//! The network seam under [`GalleryClient`](crate::client::GalleryClient).
//!
//! A [`Transport`] performs one `GET` and hands back the status and body.
//! Status interpretation, JSON decoding and normalization all live above
//! it, so a transport has nothing to get wrong beyond moving bytes.
//!
//! The production implementation is [`HttpTransport`](crate::http::HttpTransport)
//! on top of `reqwest`. Tests use the recording [`tests::MockTransport`].

use async_trait::async_trait;
use thiserror::Error;
use url::Url;

#[derive(Error, Debug)]
pub enum TransportError {
    #[error("HTTP request failed: {0}")]
    Http(#[from] reqwest::Error),
    #[error("Host unreachable: {0}")]
    Unreachable(String),
}

/// Status and body of a completed request, whatever the status.
#[derive(Debug, Clone, PartialEq, Eq)]
pub struct TransportResponse {
    pub status: u16,
    pub body: String,
}

impl TransportResponse {
    pub fn is_success(&self) -> bool {
        (200..300).contains(&self.status)
    }
}

#[async_trait]
pub trait Transport: Send + Sync {
    /// Issue a `GET` for `url`. Only transport-level failures are errors;
    /// a 4xx/5xx response is still `Ok`.
    async fn get(&self, url: &Url) -> Result<TransportResponse, TransportError>;
}

#[cfg(test)]
pub mod tests {
    use super::*;
    use std::collections::HashMap;
    use std::sync::Mutex;

    /// Canned-response transport that records every requested URL.
    ///
    /// Routes are keyed by path plus query string (`/collections?page=1`),
    /// falling back to the bare path. Unrouted requests get a 404.
    /// Uses Mutex (not RefCell) so it is Sync and can sit behind the client.
    #[derive(Default)]
    pub struct MockTransport {
        routes: Mutex<HashMap<String, Result<TransportResponse, String>>>,
        requests: Mutex<Vec<String>>,
    }

    impl MockTransport {
        pub fn new() -> Self {
            Self::default()
        }

        /// Serve `body` with status 200 for `route`.
        pub fn ok(self, route: &str, body: serde_json::Value) -> Self {
            self.respond(route, 200, &body.to_string())
        }

        pub fn respond(self, route: &str, status: u16, body: &str) -> Self {
            self.routes.lock().unwrap().insert(
                route.to_string(),
                Ok(TransportResponse {
                    status,
                    body: body.to_string(),
                }),
            );
            self
        }

        /// Fail `route` at the transport level.
        pub fn unreachable(self, route: &str) -> Self {
            self.routes
                .lock()
                .unwrap()
                .insert(route.to_string(), Err(format!("connection refused: {route}")));
            self
        }

        /// Requested routes, in order, as `path?query`.
        pub fn requests(&self) -> Vec<String> {
            self.requests.lock().unwrap().clone()
        }

        pub fn request_count(&self) -> usize {
            self.requests.lock().unwrap().len()
        }
    }

    fn route_of(url: &Url) -> String {
        match url.query() {
            Some(q) => format!("{}?{}", url.path(), q),
            None => url.path().to_string(),
        }
    }

    #[async_trait]
    impl Transport for MockTransport {
        async fn get(&self, url: &Url) -> Result<TransportResponse, TransportError> {
            let full = route_of(url);
            self.requests.lock().unwrap().push(full.clone());

            let routes = self.routes.lock().unwrap();
            let hit = routes.get(&full).or_else(|| routes.get(url.path()));
            match hit {
                Some(Ok(response)) => Ok(response.clone()),
                Some(Err(reason)) => Err(TransportError::Unreachable(reason.clone())),
                None => Ok(TransportResponse {
                    status: 404,
                    body: r#"{"message":"Not Found"}"#.to_string(),
                }),
            }
        }
    }

    #[test]
    fn success_range() {
        let ok = |status| TransportResponse {
            status,
            body: String::new(),
        };
        assert!(ok(200).is_success());
        assert!(ok(204).is_success());
        assert!(!ok(301).is_success());
        assert!(!ok(404).is_success());
        assert!(!ok(500).is_success());
    }

    #[tokio::test]
    async fn mock_records_and_routes() {
        let mock = MockTransport::new()
            .ok("/api/collections", serde_json::json!({"data": []}))
            .unreachable("/api/images");

        let hit = Url::parse("https://x.test/api/collections?page=2").unwrap();
        let down = Url::parse("https://x.test/api/images").unwrap();
        let missing = Url::parse("https://x.test/api/nope").unwrap();

        assert_eq!(mock.get(&hit).await.unwrap().status, 200);
        assert!(matches!(
            mock.get(&down).await,
            Err(TransportError::Unreachable(_))
        ));
        assert_eq!(mock.get(&missing).await.unwrap().status, 404);
        assert_eq!(
            mock.requests(),
            vec!["/api/collections?page=2", "/api/images", "/api/nope"]
        );
    }
}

■ ■ ■ ■

Problem.
Copy the full listing verbatim.

Solved exercise.
//! The network seam under [`GalleryClient`](crate::client::GalleryClient).
//!
//! A [`Transport`] performs one `GET` and hands back the status and body.
//! Status interpretation, JSON decoding and normalization all live above
//! it, so a transport has nothing to get wrong beyond moving bytes.
//!
//! The production implementation is [`HttpTransport`](crate::http::HttpTransport)
//! on top of `reqwest`. Tests use the recording [`tests::MockTransport`].

use async_trait::async_trait;
use thiserror::Error;
use url::Url;

#[derive(Error, Debug)]
pub enum TransportError {
    #[error("HTTP request failed: {0}")]
    Http(#[from] reqwest::Error),
    #[error("Host unreachable: {0}")]
    Unreachable(String),
}

/// Status and body of a completed request, whatever the status.
#[derive(Debug, Clone, PartialEq, Eq)]
pub struct TransportResponse {
    pub status: u16,
    pub body: String,
}

impl TransportResponse {
    pub fn is_success(&self) -> bool {
        (200..300).contains(&self.status)
    }
}

#[async_trait]
pub trait Transport: Send + Sync {
    /// Issue a `GET` for `url`. Only transport-level failures are errors;
    /// a 4xx/5xx response is still `Ok`.
    async fn get(&self, url: &Url) -> Result<TransportResponse, TransportError>;
}

#[cfg(test)]
pub mod tests {
    use super::*;
    use std::collections::HashMap;
    use std::sync::Mutex;

    /// Canned-response transport that records every requested URL.
    ///
    /// Routes are keyed by path plus query string (`/collections?page=1`),
    /// falling back to the bare path. Unrouted requests get a 404.
    /// Uses Mutex (not RefCell) so it is Sync and can sit behind the client.
    #[derive(Default)]
    pub struct MockTransport {
        routes: Mutex<HashMap<String, Result<TransportResponse, String>>>,
        requests: Mutex<Vec<String>>,
    }

    impl MockTransport {
        pub fn new() -> Self {
            Self::default()
        }

        /// Serve `body` with status 200 for `route`.
        pub fn ok(self, route: &str, body: serde_json::Value) -> Self {
            self.respond(route, 200, &body.to_string())
        }

        pub fn respond(self, route: &str, status: u16, body: &str) -> Self {
            self.routes.lock().unwrap().insert(
                route.to_string(),
                Ok(TransportResponse {
                    status,
                    body: body.to_string(),
                }),
            );
            self
        }

        /// Fail `route` at the transport level.
        pub fn unreachable(self, route: &str) -> Self {
            self.routes
                .lock()
                .unwrap()
                .insert(route.to_string(), Err(format!("connection refused: {route}")));
            self
        }

        /// Requested routes, in order, as `path?query`.
        pub fn requests(&self) -> Vec<String> {
            self.requests.lock().unwrap().clone()
        }

        pub fn request_count(&self) -> usize {
            self.requests.lock().unwrap().len()
        }
    }

    fn route_of(url: &Url) -> String {
        match url.query() {
            Some(q) => format!("{}?{}", url.path(), q),
            None => url.path().to_string(),
        }
    }

    #[async_trait]
    impl Transport for MockTransport {
        async fn get(&self, url: &Url) -> Result<TransportResponse, TransportError> {
            let full = route_of(url);
            self.requests.lock().unwrap().push(full.clone());

            let routes = self.routes.lock().unwrap();
            let hit = routes.get(&full).or_else(|| routes.get(url.path()));
            match hit {
                Some(Ok(response)) => Ok(response.clone()),
                Some(Err(reason)) => Err(TransportError::Unreachable(reason.clone())),
                None => Ok(TransportResponse {
                    status: 404,
                    body: r#"{"message":"Not Found"}"#.to_string(),
                }),
            }
        }
    }

    #[test]
    fn success_range() {
        let ok = |status| TransportResponse {
            status,
            body: String::new(),
        };
        assert!(ok(200).is_success());
        assert!(ok(204).is_success());
        assert!(!ok(301).is_success());
        assert!(!ok(404).is_success());
        assert!(!ok(500).is_success());
    }

    #[tokio::test]
    async fn mock_records_and_routes() {
        let mock = MockTransport::new()
            .ok("/api/collections", serde_json::json!({"data": []}))
            .unreachable("/api/images");

        let hit = Url::parse("https://x.test/api/collections?page=2").unwrap();
        let down = Url::parse("https://x.test/api/images").unwrap();
        let missing = Url::parse("https://x.test/api/nope").unwrap();

        assert_eq!(mock.get(&hit).await.unwrap().status, 200);
        assert!(matches!(
            mock.get(&down).await,
            Err(TransportError::Unreachable(_))
        ));
        assert_eq!(mock.get(&missing).await.unwrap().status, 404);
        assert_eq!(
            mock.requests(),
            vec!["/api/collections?page=2", "/api/images", "/api/nope"]
        );
    }
}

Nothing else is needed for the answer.